If I know I have something, usually it's because I permit it through Windows
Defender and experimenting with problematic file types, then I use
Malwarebytes. I also take a good hard look at my programs lists and remove
ones I don't need, review my start up programs, and etc.

------
Down_n_Out
I use Qubes OS [0] and keep things strictly separated to minimize damage as
much as possible. Besides that be careful what I download or visit online and
use the standard tools if by chance I would think the system is compromised.

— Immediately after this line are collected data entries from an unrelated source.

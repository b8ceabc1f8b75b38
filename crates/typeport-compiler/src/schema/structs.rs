//! Struct shapes: embedded fields flattened, map keys checked.

use std::collections::{HashMap, HashSet};

use crate::diagnostics::{DiagnosticKind, Diagnostics};
use crate::graph::{NodeId, NodeKind, ResolvedField, Ty, TypeGraph};
use crate::{Error, Result};

/// Expands embedded structs into their parents. Results are memoized, so each
/// struct is flattened (and reported on) once.
///
/// Relies on the embedding graph being acyclic, which ordering checks first.
pub(super) struct Flattener<'g, 'd> {
    graph: &'g TypeGraph,
    done: HashMap<NodeId, Vec<ResolvedField>>,
    diagnostics: &'d mut Diagnostics,
}

impl<'g, 'd> Flattener<'g, 'd> {
    pub(super) fn new(graph: &'g TypeGraph, diagnostics: &'d mut Diagnostics) -> Self {
        Self {
            graph,
            done: HashMap::new(),
            diagnostics,
        }
    }

    /// Fields of struct `id` with embedded structs spliced in at the
    /// embedding position. A field declared directly on the struct shadows an
    /// embedded field of the same name.
    pub(super) fn fields(&mut self, id: NodeId) -> Vec<ResolvedField> {
        if let Some(done) = self.done.get(&id) {
            return done.clone();
        }

        let graph = self.graph;
        let node = graph.node(id);
        let NodeKind::Struct { fields, .. } = &node.kind else {
            return Vec::new();
        };

        let own: HashSet<&str> = fields
            .iter()
            .filter(|f| self.embedded_struct(f).is_none())
            .map(|f| f.name.as_str())
            .collect();

        let mut out = Vec::with_capacity(fields.len());
        let mut names = HashSet::new();
        let mut flattened = Vec::new();

        for field in fields {
            if let Some(target) = self.embedded_struct(field) {
                flattened.push(field.name.as_str());
                for inner in self.fields(target) {
                    if !own.contains(inner.name.as_str()) && names.insert(inner.name.clone()) {
                        out.push(inner);
                    }
                }
                continue;
            }

            if field.embedded {
                self.diagnostics
                    .report(DiagnosticKind::IgnoredEmbedding, &node.identity)
                    .message(format!("`{}` is kept as a regular field", field.name))
                    .emit();
            }
            if names.insert(field.name.clone()) {
                out.push(ResolvedField {
                    embedded: false,
                    ..field.clone()
                });
            }
        }

        if !flattened.is_empty() {
            self.diagnostics
                .report(DiagnosticKind::FlattenedEmbedding, &node.identity)
                .message(flattened.join(", "))
                .emit();
        }

        self.done.insert(id, out.clone());
        out
    }

    fn embedded_struct(&self, field: &ResolvedField) -> Option<NodeId> {
        match (&field.ty, field.embedded) {
            (Ty::Node(target), true)
                if matches!(self.graph.node(*target).kind, NodeKind::Struct { .. }) =>
            {
                Some(*target)
            }
            _ => None,
        }
    }
}

/// Map keys must be primitives, scalar aliases, enums or externals, at any
/// depth. Externals are vouched for by the module that declares them.
pub(super) fn check_map_keys(graph: &TypeGraph, id: NodeId, fields: &[ResolvedField]) -> Result<()> {
    for field in fields {
        if has_invalid_key(graph, &field.ty) {
            return Err(Error::InvalidMapKey {
                owner: graph.identity(id).clone(),
                field: field.name.clone(),
            });
        }
    }
    Ok(())
}

fn has_invalid_key(graph: &TypeGraph, ty: &Ty) -> bool {
    match ty {
        Ty::Map { key, value } => !is_valid_key(graph, key) || has_invalid_key(graph, value),
        Ty::Array { elem, .. } | Ty::Slice(elem) | Ty::Optional(elem) => {
            has_invalid_key(graph, elem)
        }
        Ty::Primitive(_) | Ty::Node(_) => false,
    }
}

fn is_valid_key(graph: &TypeGraph, key: &Ty) -> bool {
    match key {
        Ty::Primitive(_) => true,
        Ty::Node(id) => matches!(
            graph.node(*id).kind,
            NodeKind::Alias { .. } | NodeKind::Enum(_) | NodeKind::External { .. }
        ),
        _ => false,
    }
}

[0] [https://www.qubes-os.org/](https://www.qubes-os.org/)

------
antoineMoPa
Debian with no malware tool, except ad blocking extensions for firefox. For
windows friends, I recommend tools included in Windows + ad blockers + basic
education about .exe files that are not the same as mp3s. I think that most
problems come from ads and from trying to download movies/songs but
downloading viruses instead.

------
juangacovas
On windows I've had nice results cleaning other people PCs (mine too) using
those three:

\- Malwarebytes \- Superantispyware \- Spybot Search & Destroy

------
gpm
ps -ef.

I'm more concerned about something like chrome/steam deciding that it's
appropriate to start itself on startup and look for updates than malware that
labels itself malware and tries to avoid things like ps. If the sort of
malware that avoids ps gets on your system you've already lost.

------
extremum134
Common Sense and Open Source software.